Even if trains are still running when they leave work, there aren’t any buses to catch when they arrive at Northgate. Unable to rely on transit, they’ve had to arrange carpools home from the UW with colleagues who drive.

“As someone who lives close to a Park & Ride and has access to a car for the last mile, I’m really impressed with the connections,” says Elizabeth. “But [the transit agencies] really do need to work on their late-night connections, because they’re not there. To not have any buses leaving from Northgate after 11:30pm to serve North King County is kind of offensive.”

Of course, the inadequacy of nighttime transit service is a perennial problem, not a new one—I know that well from my decade of work with the Transit Riders Union. Ultimately, the solution has to come from two ends. We need way more funding for transit service, including nighttime service, on the tried-and-true theory that “if you build it, they will come.” But we also need changes to zoning and land use regulations that encourage greater housing density, so that neighborhoods near the light rail line can accommodate more people who will actually use those late-night runs and better bus service feeding into the stations.

So, the new stations haven’t quite catapulted Seattle to the status of a 24-hour city with world-class transit. But it’s a real qualitative shift in the transit rider experience, and it only gets better from here, with East Link service opening in 2023.

“It’s clear from the public reaction that they really love it,” said Pauline. “Over the next two years when the whole Eastside opens up, then you’re really going to see things start to take off.”

Katie Wilson is the General Secretary of the Transit Riders Union, a Seattle-based organization advocating for improved public transit and other progressive urban issues. 

11 thoughts on “The New Light Rail Expansion Makes Seattle Feel Like a Real City”

  1. The North/South divide is real. I live in the car-dependent suburbs of the North and until now, Seattle ended at about 50th St. Now it will be a lot easier to access the city from Out Here that it was without the hassle of using a car. Cars are fine north of that line but not so much south of it.
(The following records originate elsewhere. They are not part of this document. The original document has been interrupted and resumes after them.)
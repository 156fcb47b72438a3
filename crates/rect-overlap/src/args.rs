//! Conversion of the ten command-line fields into two rectangles.

use core::num::ParseFloatError;
use rectsat2d::math::Real;
use rectsat2d::shape::Rectangle;

/// Names of the expected fields, in command-line order.
pub const FIELD_NAMES: [&str; 10] = ["x1", "y1", "w1", "h1", "r1", "x2", "y2", "w2", "h2", "r2"];

/// Errors raised while reading the command line.
#[derive(thiserror::Error, Clone, Debug, PartialEq, Eq)]
pub enum ArgsError {
    /// Not exactly ten fields were given.
    #[error("expected 10 arguments, found {0}")]
    WrongCount(usize),
    /// A field is not a number.
    #[error("argument `{name}` is not a number: {text:?}")]
    InvalidNumber {
        name: &'static str,
        text: String,
        #[source]
        source: ParseFloatError,
    },
    /// A field parsed to an infinite or NaN value.
    #[error("argument `{name}` must be a finite number, found {text:?}")]
    NonFinite { name: &'static str, text: String },
}

/// Parses one field, ignoring surrounding whitespace and a single trailing comma.
fn parse_field(name: &'static str, text: &str) -> Result<Real, ArgsError> {
    let trimmed = text.trim();
    let trimmed = trimmed.strip_suffix(',').unwrap_or(trimmed).trim_end();

    let value: Real = trimmed.parse().map_err(|source| ArgsError::InvalidNumber {
        name,
        text: text.to_string(),
        source,
    })?;

    if !value.is_finite() {
        return Err(ArgsError::NonFinite {
            name,
            text: text.to_string(),
        });
    }

    Ok(value)
}

/// Builds the two rectangles described by `x1 y1 w1 h1 r1 x2 y2 w2 h2 r2`.
pub fn parse_rectangles<S: AsRef<str>>(args: &[S]) -> Result<[Rectangle; 2], ArgsError> {
    if args.len() != FIELD_NAMES.len() {
        return Err(ArgsError::WrongCount(args.len()));
    }

    let mut fields = [0.0; 10];
    for ((field, name), text) in fields.iter_mut().zip(FIELD_NAMES).zip(args) {
        *field = parse_field(name, text.as_ref())?;
    }

    let [x1, y1, w1, h1, r1, x2, y2, w2, h2, r2] = fields;
    Ok([
        Rectangle::from_scalars(x1, y1, w1, h1, r1),
        Rectangle::from_scalars(x2, y2, w2, h2, r2),
    ])
}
    And it’s not about “just because it is not the city that they think it should be” but about it not being the city it could be. Making it more inclusive and accessible (maybe even affordable) shouldn’t mean removing any charm it has. Rather than ask if the writer lives in Seattle, ask if they can afford to buy a place to live, to invest in the city they call home or are they paying their locally-earned wages to some rentier who might live in Spokane or San Francisco?

  2. Kate,

    Are you from Seattle?

    Seattle has been and always will be a “real” city. It would continue to retain the cities charm and unique and lovely charm if people would stop trying to say it is not a city, just because it is not the city that they think it should be.

    Leave Seattle Alone. If you don’t like it, move to Spokane.

  3. Typical Seattle, nothing counts until it hits the northend. We’ve been a “real city” down here in the Rainier Valley for a long time.

    1. The north gets grade separated train, the south gets train on surface. That’s typical Seattle too.

      Queen Anne, Fremont, Ballard, Belltown, First Hill, West Seattle… those are not yet part of the city. Many of them won’t be serviced by ST3 (2040), probably not by ST4 either (if that happens, probably target 2060)

  4. So when the light rail was in the south end it “didn’t feel real” because you don’t bother with the south end? Take a trip to Columbia City some day, you’ll probably like it more than you think.

    1. Planning on it, now that I can get there by rail. I go through the south end when I return from the airport but am not usually in any shape to explore. So I know it’s there.

  5. “Anyone who’s ever been carless in Seattle knows the feeling that your city wasn’t really built for you.”

    Actually I’ve been carless in the Seattle area for 28 years now and I can safely say I do not know that feeling. The new light rail expansion doesn’t change Seattle’s feel for me one bit.